Australia has seen a growing demand for Asian cuisines owing to the popularity of many restaurants and shows like MasterChef. Being a highly versatile utensil, these are the frontrunners of every Chinese restaurant and Thai kitchen that gives the food the tasty edge that many Australians love! With a love for such delicacies, some have even tried to make their dishes in the comfort of their own home and what better way than using a wok, one of the most common utensils used in the making of Asian food.

Asian cuisines are on the rise, and they will soon be followed by many looking forward to making one on their own. Speaking of home cooking, if making Asian dishes is on top of the list, buying a wok is highly recommended. For starters, take a look at some of the factors to consider:

  1. The Material: Carbon steel is the most common material that many restaurants recommend. However, if high heat cooking isn’t on the menu, Teflon works well, too, as they are easy to clean and have a surface that doesn’t stick. For those looking to cook acidic foods, stainless steel might be a good option. Not only are they resistant to reactive foods, but they’re also light in weight, making them ideal for kitchen work. Plus, there’s also the added advantage of not rusting. For those opting for a traditional cooking style, the cast iron will quench those desires. The only downside to them would be the seasoning required, along with regular maintenance.
  1. The Size: This factor largely depends on the number of people involved, and the larger the presence, the bigger the wok should be. 12-inch sizes are recommended for families of two or three, and larger sizes of 14 inches or more for bigger families. Don’t follow the size of the restaurants as they might use those that are almost several feet long.
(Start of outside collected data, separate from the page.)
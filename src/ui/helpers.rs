//! Background task spawning for the UI loop.
//!
//! Every backend round trip runs on its own task and reports back through an
//! `AppEvent`. Each slot (feed, manager, duration read) holds at most one
//! task; starting a new one aborts the old and bumps the dashboard generation
//! so a late result from the aborted task is ignored.

use crate::app::{App, AppEvent, FeedOrigin, TaskKind};
use crate::dashboard::sync::{self, Mutation};
use crate::model::DurationSetting;
use futures::FutureExt;
use std::future::Future;
use std::panic::AssertUnwindSafe;
use tokio::sync::mpsc;
use tokio::task::JoinHandle;

/// Wraps a future to catch panics and convert them to errors.
///
/// Returns `Err(panic_message)` if the future panics.
pub(super) async fn catch_task_panic<F, T>(future: F) -> Result<T, String>
where
    F: Future<Output = T>,
{
    AssertUnwindSafe(future)
        .catch_unwind()
        .await
        .map_err(|panic| {
            if let Some(s) = panic.downcast_ref::<&'static str>() {
                s.to_string()
            } else if let Some(s) = panic.downcast_ref::<String>() {
                s.clone()
            } else {
                "Unknown panic".to_string()
            }
        })
}

/// Spawn `work`, send its event, and report a panic as `TaskPanicked`.
fn spawn_reporting<F>(
    task: TaskKind,
    generation: u64,
    event_tx: &mpsc::Sender<AppEvent>,
    work: F,
) -> JoinHandle<()>
where
    F: Future<Output = AppEvent> + Send + 'static,
{
    let tx = event_tx.clone();
    tokio::spawn(async move {
        let event = match catch_task_panic(work).await {
            Ok(event) => event,
            Err(error) => {
                tracing::error!(task = task.name(), error = %error, "Background task panicked");
                AppEvent::TaskPanicked {
                    task,
                    generation,
                    error,
                }
            }
        };
        if let Err(e) = tx.send(event).await {
            tracing::warn!(task = task.name(), error = %e, "Channel send failed (receiver dropped)");
        }
    })
}

fn replace_task(slot: &mut Option<JoinHandle<()>>, handle: JoinHandle<()>) {
    if let Some(previous) = slot.replace(handle) {
        previous.abort();
        tracing::debug!("Aborted superseded background task");
    }
}

// ============================================================================
// Feed
// ============================================================================

/// Start a `/videos.json` load, superseding any plain load in flight.
pub(super) fn spawn_feed_load(app: &mut App, origin: FeedOrigin, event_tx: &mpsc::Sender<AppEvent>) {
    let generation = app.dashboard.begin_feed_load();
    let client = app.dashboard.client().clone();
    app.last_feed_request = tokio::time::Instant::now();
    tracing::debug!(generation, ?origin, "Spawning feed load");

    let handle = spawn_reporting(TaskKind::Feed, generation, event_tx, async move {
        AppEvent::FeedLoaded {
            generation,
            origin,
            result: sync::load_feed(&client).await,
        }
    });
    replace_task(&mut app.feed_task, handle);
}

/// Start a backend re-collection followed by a feed load.
pub(super) fn spawn_refresh(app: &mut App, event_tx: &mpsc::Sender<AppEvent>) {
    let generation = app.dashboard.begin_feed_load();
    let client = app.dashboard.client().clone();
    app.refresh_in_flight = true;
    app.last_feed_request = tokio::time::Instant::now();
    tracing::info!(generation, "Spawning backend refresh");

    let handle = spawn_reporting(TaskKind::Feed, generation, event_tx, async move {
        AppEvent::FeedLoaded {
            generation,
            origin: FeedOrigin::Refresh,
            result: sync::refresh_then_load(&client).await,
        }
    });
    replace_task(&mut app.feed_task, handle);
}

pub(super) fn spawn_duration_save(
    app: &mut App,
    setting: DurationSetting,
    event_tx: &mpsc::Sender<AppEvent>,
) {
    let generation = app.dashboard.begin_feed_load();
    let client = app.dashboard.client().clone();
    app.last_feed_request = tokio::time::Instant::now();

    let handle = spawn_reporting(TaskKind::Feed, generation, event_tx, async move {
        AppEvent::DurationSaved {
            generation,
            outcome: sync::save_duration_then_load(&client, setting).await,
        }
    });
    replace_task(&mut app.feed_task, handle);
}

pub(super) fn spawn_duration_read(app: &mut App, event_tx: &mpsc::Sender<AppEvent>) {
    let client = app.dashboard.client().clone();
    let handle = spawn_reporting(TaskKind::DurationRead, 0, event_tx, async move {
        AppEvent::DurationLoaded(sync::load_duration(&client).await)
    });
    replace_task(&mut app.duration_task, handle);
}

// ============================================================================
// Manager
// ============================================================================

pub(super) fn spawn_preferences_load(app: &mut App, event_tx: &mpsc::Sender<AppEvent>) {
    let generation = app.dashboard.begin_manager_load();
    let client = app.dashboard.client().clone();

    let handle = spawn_reporting(TaskKind::Manager, generation, event_tx, async move {
        AppEvent::PreferencesLoaded {
            generation,
            result: sync::load_preferences(&client).await,
        }
    });
    replace_task(&mut app.manager_task, handle);
}

/// Start a mutation. Callers check that no manager round trip is in flight,
/// since aborting a mutation midway would leave its outcome unknown.
pub(super) fn spawn_mutation(app: &mut App, mutation: Mutation, event_tx: &mpsc::Sender<AppEvent>) {
    let generation = app.dashboard.begin_manager_load();
    let client = app.dashboard.client().clone();

    let handle = spawn_reporting(TaskKind::Manager, generation, event_tx, async move {
        AppEvent::MutationFinished {
            generation,
            outcome: sync::apply_mutation(&client, mutation).await,
        }
    });
    replace_task(&mut app.manager_task, handle);
}

#[cfg(test)]
mod tests {
    use super::*;

    #[tokio::test]
    async fn test_catch_task_panic_ok() {
        assert_eq!(catch_task_panic(async { 7 }).await, Ok(7));
    }

    #[tokio::test]
    async fn test_catch_task_panic_message() {
        let result: Result<(), String> = catch_task_panic(async { panic!("boom") }).await;
        assert_eq!(result, Err("boom".to_string()));

        let code = 3;
        let result: Result<(), String> =
            catch_task_panic(async move { panic!("failed with {}", code) }).await;
        assert_eq!(result, Err("failed with 3".to_string()));
    }
}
  1. Shape and Handles: Those with flat bottoms are used in western kitchens as their stoves aren’t designed for round-bottomed woks. Using wok-ring works too, but flat ones are the commonly used types for both regular stoves as well as electric burners. Dedicated burners for these purposes are also available in the Australian market for those homes that have regular Asian cuisines. Speaking of handles, it’s always good to have two metal ones on both sides as it helps with the cooking. Experienced cooks can do well with one handle, but it might prove difficult for heavier uses.
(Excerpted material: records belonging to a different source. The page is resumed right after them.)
//! Topic model
//!
//! A `Topic` is a hierarchical routing key split on `/` into ordered,
//! non-empty segments. Empty segments are dropped while parsing, so
//! `"a/b"`, `"/a/b/"` and `"a//b"` all describe the same topic.
//!
//! Queues subscribe with a topic prefix: a subscription matches every
//! published topic that starts with the same segments. Segments are compared
//! as plain, case-sensitive strings. There are no wildcards.

use std::fmt;

#[derive(Debug, Clone, Default, PartialEq, Eq, Hash)]
pub struct Topic {
    segments: Vec<String>,
}

impl Topic {
    /// Parse a raw topic string. Never fails; `""` and `"/"` yield the empty
    /// topic, which as a subscription matches everything.
    pub fn parse(raw: &str) -> Self {
        Self {
            segments: raw
                .split('/')
                .filter(|s| !s.is_empty())
                .map(str::to_string)
                .collect(),
        }
    }

    pub fn segments(&self) -> &[String] {
        &self.segments
    }

    pub fn is_empty(&self) -> bool {
        self.segments.is_empty()
    }

    /// Returns true if every segment of `self` equals the segment at the
    /// same position in `published`.
    pub fn is_prefix_of(&self, published: &Topic) -> bool {
        published.segments.starts_with(&self.segments)
    }
}

/// Decide whether a queue subscribed to `subscription` receives a message
/// published to `published`.
pub fn matches(subscription: &Topic, published: &Topic) -> bool {
    subscription.is_prefix_of(published)
}

impl fmt::Display for Topic {
    fn fmt(&self, f: &mut fmt::Formatter<'_>) -> fmt::Result {
        write!(f, "/{}", self.segments.join("/"))
    }
}
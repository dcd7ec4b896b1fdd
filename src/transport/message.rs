//! Wire types shared by the HTTP and WebSocket front ends.
//!
//! Field names follow the public JSON contract (`queueId`, `topic`, `data`).

use serde::{Deserialize, Serialize};
use serde_json::Value;

use crate::broker::message::Message;

/// Body of `POST /attachQueue`.
#[derive(Debug, Deserialize, Serialize)]
pub struct AttachRequest {
    #[serde(rename = "queueId")]
    pub queue_id: String,
    pub topic: String,
}

/// Body of `POST /publish`. A missing `data` field publishes `null`.
#[derive(Debug, Deserialize, Serialize)]
pub struct PublishRequest {
    pub topic: String,
    #[serde(default)]
    pub data: Value,
}

/// Query string of `GET /get`.
#[derive(Debug, Deserialize)]
pub struct GetQuery {
    #[serde(rename = "queueId")]
    pub queue_id: Option<String>,
}

#[derive(Debug, Deserialize, Serialize)]
pub struct StatusResponse {
    pub status: String,
}

impl StatusResponse {
    pub fn ok() -> Self {
        Self {
            status: "ok".to_string(),
        }
    }
}

#[derive(Debug, Deserialize, Serialize)]
pub struct MessagesResponse {
    pub messages: Vec<Message>,
}

#[derive(Debug, Deserialize, Serialize)]
pub struct ErrorResponse {
    pub error: String,
}

impl ErrorResponse {
    pub fn new(error: impl Into<String>) -> Self {
        Self {
            error: error.into(),
        }
    }
}

/// Commands accepted on a WebSocket connection, one JSON object per text
/// frame.
#[derive(Debug, Deserialize, Serialize)]
#[serde(tag = "type", rename_all = "snake_case")]
pub enum ClientMessage {
    AttachQueue {
        #[serde(rename = "queueId")]
        queue_id: String,
        topic: String,
    },
    Publish {
        topic: String,
        #[serde(default)]
        data: Value,
    },
    Get {
        #[serde(rename = "queueId")]
        queue_id: String,
    },
}

/// Replies sent back on a WebSocket connection.
#[derive(Debug, Deserialize, Serialize)]
#[serde(tag = "type", rename_all = "snake_case")]
pub enum ServerMessage {
    Ok {},
    Messages { messages: Vec<Message> },
    Error { message: String },
}

pub const MISSING_QUEUE_ID: &str = "Missing queueId";
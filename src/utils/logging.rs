use tracing_subscriber::EnvFilter;

/// Initialize tracing/logging for the application.
///
/// `RUST_LOG` takes precedence when set; otherwise `default_level` is used
/// (`error`, `warn`, `info`, `debug` or `trace`, anything else means `info`).
pub fn init(default_level: &str) {
    let level = match default_level.to_lowercase().as_str() {
        "error" => "error",
        "warn" | "warning" => "warn",
        "debug" => "debug",
        "trace" => "trace",
        _ => "info",
    };
    let filter = EnvFilter::try_from_default_env().unwrap_or_else(|_| EnvFilter::new(level));

    // try_init so tests can call this repeatedly
    let _ = tracing_subscriber::fmt()
        .with_env_filter(filter)
        .with_target(false)
        .try_init();
}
  1. Other Factors: Kitchen hoods may be beneficial, but it wouldn’t be recommended for those pressed on a budget. Ensure to invest in a good grease trap to ease the discomfort caused by odour and smoke.
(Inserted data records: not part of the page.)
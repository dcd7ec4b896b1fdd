//! Client representation
//!
//! `Client` models one WebSocket connection and holds the sending side of a
//! per-connection channel. The transport's send loop owns the receiving side
//! and writes every queued frame to the socket, so replies never block the
//! read loop.

use tokio::sync::mpsc::UnboundedSender;
use tungstenite::protocol::Message as WsMessage;
use uuid::Uuid;

use crate::transport::message::ServerMessage;
use crate::utils::error::TransportError;

#[derive(Debug)]
pub struct Client {
    pub id: String,
    pub sender: UnboundedSender<WsMessage>,
}

impl Client {
    /// Create a new client with a sender channel. The `id` is a UUID used
    /// to tell connections apart in logs.
    pub fn new(sender: UnboundedSender<WsMessage>) -> Self {
        Self {
            id: format!("client-{}", Uuid::new_v4()),
            sender,
        }
    }

    /// Serialize `msg` and queue it for the send loop.
    pub fn send(&self, msg: &ServerMessage) -> Result<(), TransportError> {
        let text = serde_json::to_string(msg)?;
        self.sender
            .send(WsMessage::text(text))
            .map_err(|_| TransportError::Disconnected(self.id.clone()))
    }
}
//! HTTP transport
//!
//! Maps the broker's three operations onto JSON endpoints:
//! - `POST /attachQueue` with `{"queueId", "topic"}`
//! - `POST /publish` with `{"topic", "data"}`
//! - `GET /get?queueId=...` returning `{"messages": [...]}`
//!
//! Malformed bodies, malformed query strings and a missing `queueId` are
//! rejected with `400` and an `{"error": ...}` body before the broker is
//! called.

use std::sync::Arc;

use actix_web::error::{InternalError, JsonPayloadError, QueryPayloadError};
use actix_web::{App, HttpRequest, HttpResponse, HttpServer, Responder, web};
use tracing::{debug, info, warn};

use crate::broker::Broker;
use crate::transport::message::{
    AttachRequest, ErrorResponse, GetQuery, MISSING_QUEUE_ID, MessagesResponse, PublishRequest,
    StatusResponse,
};

/// Register the broker routes on an actix `App`. The broker itself must be
/// provided as `web::Data<Broker>` app data.
pub fn configure(cfg: &mut web::ServiceConfig) {
    cfg.app_data(web::JsonConfig::default().error_handler(json_error))
        .app_data(web::QueryConfig::default().error_handler(query_error))
        .route("/attachQueue", web::post().to(attach_queue))
        .route("/publish", web::post().to(publish))
        .route("/get", web::get().to(get_messages));
}

pub async fn start_http_server(host: &str, port: u16, broker: Arc<Broker>) -> std::io::Result<()> {
    let broker = web::Data::from(broker);

    let server = HttpServer::new(move || App::new().app_data(broker.clone()).configure(configure))
        .bind((host, port))?;

    info!("HTTP server listening on http://{host}:{port}");
    server.run().await
}

async fn attach_queue(broker: web::Data<Broker>, body: web::Json<AttachRequest>) -> impl Responder {
    let AttachRequest { queue_id, topic } = body.into_inner();
    broker.attach_queue(queue_id, &topic);
    HttpResponse::Ok().json(StatusResponse::ok())
}

async fn publish(broker: web::Data<Broker>, body: web::Json<PublishRequest>) -> impl Responder {
    let PublishRequest { topic, data } = body.into_inner();
    let delivered = broker.publish(&topic, data);
    debug!(%topic, delivered, "HTTP publish");
    HttpResponse::Ok().json(StatusResponse::ok())
}

async fn get_messages(broker: web::Data<Broker>, query: web::Query<GetQuery>) -> impl Responder {
    match query.into_inner().queue_id {
        Some(id) if !id.is_empty() => {
            let messages = broker.drain_queue(&id);
            HttpResponse::Ok().json(MessagesResponse { messages })
        }
        _ => HttpResponse::BadRequest().json(ErrorResponse::new(MISSING_QUEUE_ID)),
    }
}

fn json_error(err: JsonPayloadError, req: &HttpRequest) -> actix_web::Error {
    warn!(path = req.path(), "Rejected request body: {err}");
    let response = HttpResponse::BadRequest().json(ErrorResponse::new(err.to_string()));
    InternalError::from_response(err, response).into()
}

fn query_error(err: QueryPayloadError, req: &HttpRequest) -> actix_web::Error {
    warn!(path = req.path(), "Rejected query string: {err}");
    let response = HttpResponse::BadRequest().json(ErrorResponse::new(err.to_string()));
    InternalError::from_response(err, response).into()
}
//! The `error` module defines the error types used at the edges of the
//! `thinbroker` application.
//!
//! The broker itself never fails. Errors only come from the network and
//! serialization layers around it.

use thiserror::Error;

#[derive(Debug, Error)]
pub enum TransportError {
    #[error("I/O error: {0}")]
    Io(#[from] std::io::Error),

    #[error("WebSocket error: {0}")]
    WebSocket(#[from] tungstenite::Error),

    #[error("failed to encode message: {0}")]
    Encode(#[from] serde_json::Error),

    #[error("client {0} disconnected")]
    Disconnected(String),
}

#[derive(Debug, Error)]
pub enum BenchError {
    #[error("HTTP client error: {0}")]
    Http(#[from] reqwest::Error),

    #[error("load generator task failed: {0}")]
    Task(#[from] tokio::task::JoinError),
}
//! Broker engine
//!
//! This module contains the in-memory broker responsible for:
//! - keeping the registry of named queues and their subscription prefixes
//! - fanning a published message out to every queue whose prefix matches
//! - handing a queue's buffered messages to exactly one drain call
//!
//! Concurrency and usage notes:
//! - The registry sits behind a single `Mutex` owned by the broker. Each
//!   public operation takes the lock once, so attach, publish and drain are
//!   atomic with respect to each other and a drain can never interleave with
//!   an append to the same buffer.
//! - The broker is shared as an `Arc<Broker>`; transports never see the lock.
//! - No operation fails. Unknown queues drain empty, unmatched publishes are
//!   dropped.

use std::collections::HashMap;
use std::sync::{Mutex, MutexGuard, PoisonError};

use serde_json::Value;
use tracing::{debug, info, warn};

use crate::broker::message::Message;
use crate::broker::queue::{Queue, QueueId};
use crate::broker::topic::Topic;

#[derive(Debug, Default)]
pub struct Broker {
    queues: Mutex<HashMap<QueueId, Queue>>,
}

impl Broker {
    pub fn new() -> Self {
        Self {
            queues: Mutex::new(HashMap::new()),
        }
    }

    // A panic while holding the lock cannot leave a queue half-updated, so a
    // poisoned registry is still consistent.
    fn registry(&self) -> MutexGuard<'_, HashMap<QueueId, Queue>> {
        self.queues.lock().unwrap_or_else(PoisonError::into_inner)
    }

    /// Attach queue `id` to the topic prefix `topic`.
    ///
    /// Re-attaching an existing id replaces its subscription and drops any
    /// messages it had not yet handed out.
    pub fn attach_queue(&self, id: impl Into<QueueId>, topic: &str) {
        let id = id.into();
        let subscription = Topic::parse(topic);
        let mut queues = self.registry();

        match queues.insert(id.clone(), Queue::new(subscription)) {
            Some(previous) if !previous.is_empty() => {
                warn!(
                    queue = %id,
                    topic,
                    dropped = previous.len(),
                    "Queue re-attached, undrained messages discarded"
                );
            }
            Some(_) => info!(queue = %id, topic, "Queue re-attached"),
            None => info!(queue = %id, topic, queues = queues.len(), "Queue attached"),
        }
    }

    /// Publish `data` under `topic` to every queue whose subscription is a
    /// prefix of it. Returns how many queues received the message.
    pub fn publish(&self, topic: &str, data: Value) -> usize {
        let published = Topic::parse(topic);
        let mut queues = self.registry();
        let mut delivered = 0;

        for queue in queues.values_mut().filter(|q| q.accepts(&published)) {
            queue.push(Message::new(topic, data.clone()));
            delivered += 1;
        }

        if delivered == 0 {
            debug!(topic, "No queue matched, message dropped");
        } else {
            debug!(topic, delivered, "Message fanned out");
        }
        delivered
    }

    /// Take every message buffered for `id`, oldest first.
    ///
    /// Returns an empty list for an unknown queue.
    pub fn drain_queue(&self, id: &str) -> Vec<Message> {
        let mut queues = self.registry();
        match queues.get_mut(id) {
            Some(queue) => {
                let messages = queue.drain();
                debug!(queue = id, count = messages.len(), "Queue drained");
                messages
            }
            None => {
                debug!(queue = id, "Drain of unknown queue");
                Vec::new()
            }
        }
    }

    pub fn queue_count(&self) -> usize {
        self.registry().len()
    }

    /// Number of messages waiting in queue `id`, or `None` if it was never
    /// attached.
    pub fn buffered(&self, id: &str) -> Option<usize> {
        self.registry().get(id).map(Queue::len)
    }
}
  1. Maintenance: For those who don’t know, seasoning a wok is very important before starting kitchen work. It is recommended that those starting it out for the first time and allow the utensil to ease into the process. The type of seasoning required depends on the type of material and the size, but the general benefits remain the same. It helps combat rusting and creates a light coat of cooking oil to effectively maximise the efficiency of cooking. It is very important to remove the layer of oil that is present at the time it is bought, so scrub and wash and place it to dry. After drying, set it out on a stove and heat it till smoke appears and afterwards, use a paper towel to run the oil in. This allows the oil present on the surface to break down and render the surface of the utensil completely non-stick.